Statistical analysis
R software version 4.1.2 (R Foundation for Statistical Computing, Vienna, Austria) was used to perform all statistical analyses. A two-sided P < 0.05 was considered to indicate statistical significance. For baseline characteristics, the heterogeneity in each variable among the levels of mean LFA was evaluated using the analysis of variance (ANOVA), chi-square test, or Kruskal–Wallis test. Pearson’s correlation coefficient was calculated to assess the correlation between the mean values of LFA and those of LV. Kaplan–Meier curves were constructed to show the survival rate over the follow-up period.
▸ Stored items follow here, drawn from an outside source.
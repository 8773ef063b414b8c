//! Wire client for the RCON v2 JSON protocol.
//!
//! Frames are length-delimited byte blocks carrying a JSON envelope. Each
//! request names a command and carries the auth token obtained from the
//! initial `Login` exchange; each response carries an HTTP-style status
//! code plus a command-specific JSON body.

use async_trait::async_trait;
use bytes::Bytes;
use futures::{SinkExt, StreamExt};
use serde::{Deserialize, Serialize};
use serde_json::{Value, json};
use tokio::net::TcpStream;
use tokio_util::codec::{Framed, LengthDelimitedCodec};

use crate::error::RconError;
use crate::rcon::types::{PlayerSnapshot, SessionInfo};
use crate::rcon::{RconClient, RconConnect};

/// Status code the server returns for a successful command.
pub const STATUS_OK: u16 = 200;

#[derive(Debug, Serialize)]
#[serde(rename_all = "camelCase")]
struct RequestEnvelope<'a> {
    name: &'a str,
    auth_token: &'a str,
    content: Value,
}

#[derive(Debug, Deserialize)]
#[serde(rename_all = "camelCase")]
struct ResponseEnvelope {
    status_code: u16,
    #[serde(default)]
    status_message: String,
    #[serde(default)]
    content: Value,
}

#[derive(Debug, Deserialize)]
#[serde(rename_all = "camelCase")]
struct PlayerList {
    #[serde(default)]
    players: Vec<PlayerSnapshot>,
}

// ============================================================================
// WireClient
// ============================================================================

/// An authenticated RCON connection speaking the framed JSON protocol.
pub struct WireClient {
    framed: Framed<TcpStream, LengthDelimitedCodec>,
    auth_token: String,
}

impl WireClient {
    /// Connects to the server and authenticates with the given password.
    ///
    /// # Errors
    ///
    /// Returns `ConnectionFailed` when the TCP connection cannot be
    /// established, `Auth` when the server rejects the password, or a
    /// protocol error for malformed responses.
    pub async fn connect(host: &str, port: u16, password: &str) -> Result<Self, RconError> {
        let stream = TcpStream::connect((host, port))
            .await
            .map_err(|e| RconError::ConnectionFailed(format!("{host}:{port}: {e}")))?;
        let framed = Framed::new(stream, LengthDelimitedCodec::new());

        let mut client = Self {
            framed,
            auth_token: String::new(),
        };
        let content = client
            .execute("Login", json!({ "password": password }))
            .await
            .map_err(|e| match e {
                RconError::Command { message, .. } => RconError::Auth(message),
                other => other,
            })?;
        let token = content
            .get("authToken")
            .and_then(Value::as_str)
            .ok_or_else(|| RconError::Protocol("login response missing authToken".to_string()))?;
        client.auth_token = token.to_string();
        Ok(client)
    }

    async fn execute(&mut self, name: &str, content: Value) -> Result<Value, RconError> {
        let request = RequestEnvelope {
            name,
            auth_token: &self.auth_token,
            content,
        };
        let frame = serde_json::to_vec(&request)?;
        self.framed.send(Bytes::from(frame)).await?;

        let frame = self
            .framed
            .next()
            .await
            .ok_or_else(|| RconError::ConnectionClosed("server closed the connection".to_string()))??;
        let response: ResponseEnvelope = serde_json::from_slice(&frame)?;

        if response.status_code != STATUS_OK {
            return Err(RconError::Command {
                code: response.status_code,
                message: response.status_message,
            });
        }
        Ok(response.content)
    }
}

#[async_trait]
impl RconClient for WireClient {
    async fn session_info(&mut self) -> Result<SessionInfo, RconError> {
        let content = self.execute("GetSessionInfo", Value::Null).await?;
        Ok(serde_json::from_value(content)?)
    }

    async fn players(&mut self) -> Result<Vec<PlayerSnapshot>, RconError> {
        let content = self.execute("GetPlayers", Value::Null).await?;
        let list: PlayerList = serde_json::from_value(content)?;
        Ok(list.players)
    }

    async fn message_player(&mut self, player_name: &str, message: &str) -> Result<(), RconError> {
        self.execute(
            "MessagePlayer",
            json!({ "playerName": player_name, "message": message }),
        )
        .await
        .map(|_| ())
    }

    async fn punish_player(&mut self, player_id: &str, reason: &str) -> Result<(), RconError> {
        self.execute(
            "PunishPlayer",
            json!({ "playerId": player_id, "reason": reason }),
        )
        .await
        .map(|_| ())
    }
}

impl std::fmt::Debug for WireClient {
    fn fmt(&self, f: &mut std::fmt::Formatter<'_>) -> std::fmt::Result {
        f.debug_struct("WireClient").finish_non_exhaustive()
    }
}

// ============================================================================
// TcpConnector
// ============================================================================

/// [`RconConnect`] implementation producing [`WireClient`] connections.
#[derive(Debug, Clone)]
pub struct TcpConnector {
    host: String,
    port: u16,
    password: String,
}

impl TcpConnector {
    /// Creates a connector; no I/O happens until the first `connect` call.
    pub fn new(host: impl Into<String>, port: u16, password: impl Into<String>) -> Self {
        Self {
            host: host.into(),
            port,
            password: password.into(),
        }
    }
}

#[async_trait]
impl RconConnect for TcpConnector {
    async fn connect(&self) -> Result<Box<dyn RconClient>, RconError> {
        Ok(Box::new(
            WireClient::connect(&self.host, self.port, &self.password).await?,
        ))
    }
}

// ============================================================================
// Tests
// ============================================================================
The unadjusted and multivariable-adjusted hazard ratios (HRs) with their 95% confidence intervals (95% CIs) according to the levels of mean LFA for all-cause mortality were estimated using a Cox proportional hazards model. Adjustments were made for age, gender, BMI, smoking history, MAC treatment, MAC species, co-infection with NTM other than MAC, and mean LAA, which has been reported as a potential prognostic factor in patients with NTM lung disease [16, 17]. Relevant models were used to evaluate the linear trends in the risk of all-cause death across the tertile classification of mean LFA. We evaluated the ability of mean LFA and mean LAA to predict mortality using receiver operating characteristic curves and estimated the area under the curve (AUC) for each. The AUCs were compared using the DeLong method. The robustness of the main results was tested through sensitivity analyses limiting the subjects to M. avium-positive or M. intracellulare-positive cases individually. Since smoking exposure can accelerate emphysematous change and increase the value of LAA in the lung, stratified analysis was performed by smoking status.
Ethical considerations
The study was approved by the NHO Fukuoka National Hospital Institutional Review Board for Clinical Research (#F5-34). For this study, informed consent has been waived by the NHO Fukuoka National Hospital Institutional Review Board due to the anonymity and retrospective nature of the study. This study was conducted according to the principles of the Declaration of Helsinki.